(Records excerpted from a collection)
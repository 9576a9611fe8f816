use std::{
    fmt,
    rc::Rc,
    sync::atomic::{AtomicU64, Ordering},
};

pub(crate) type KeyId = u64;

static NEXT_KEY_ID: AtomicU64 = AtomicU64::new(0);

/// A typed handle under which a value can be stored in a [`Context`](crate::Context).
///
/// Keys are process-unique opaque tokens: two keys are equal only if one is a
/// clone of the other, regardless of their names or value types. The name is
/// purely diagnostic.
///
/// A key may carry a default, returned by [`Context::get`](crate::Context::get)
/// when no frame on the chain holds a value:
///
/// ```
/// use render_context::{create_key, Context};
///
/// let limit = create_key::<usize>("limit").with_default(32);
/// let ctx = Context::new();
/// assert_eq!(ctx.get(&limit).as_deref(), Some(&32));
/// ```
pub struct Key<T> {
    id: KeyId,
    name: &'static str,
    default: Option<Rc<T>>,
}

/// Creates a new key with the given diagnostic name.
///
/// Every call returns a distinct key, even for the same name and value type.
pub fn create_key<T>(name: &'static str) -> Key<T> {
    Key {
        id: NEXT_KEY_ID.fetch_add(1, Ordering::Relaxed),
        name,
        default: None,
    }
}

impl<T> Key<T> {
    /// Attaches a default value, returned by lookups when no frame holds an
    /// entry for this key.
    pub fn with_default(mut self, value: T) -> Self {
        self.default = Some(Rc::new(value));
        self
    }

    /// The diagnostic name this key was created with.
    pub fn name(&self) -> &'static str {
        self.name
    }

    pub(crate) fn id(&self) -> KeyId {
        self.id
    }

    pub(crate) fn default(&self) -> Option<Rc<T>> {
        self.default.clone()
    }
}

impl<T> Clone for Key<T> {
    fn clone(&self) -> Self {
        Key {
            id: self.id,
            name: self.name,
            default: self.default.clone(),
        }
    }
}

impl<T> PartialEq for Key<T> {
    fn eq(&self, other: &Self) -> bool {
        self.id == other.id
    }
}

impl<T> Eq for Key<T> {}

impl<T> fmt::Debug for Key<T> {
    fn fmt(&self, f: &mut fmt::Formatter<'_>) -> fmt::Result {
        f.debug_struct("Key")
            .field("name", &self.name)
            .field("id", &self.id)
            .finish()
    }
}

PROBLEM:
Copy each line of the records that has "impl" in it.

RESPONSE:
impl<T> Key<T> {
impl<T> Clone for Key<T> {
impl<T> PartialEq for Key<T> {
impl<T> Eq for Key<T> {}
impl<T> fmt::Debug for Key<T> {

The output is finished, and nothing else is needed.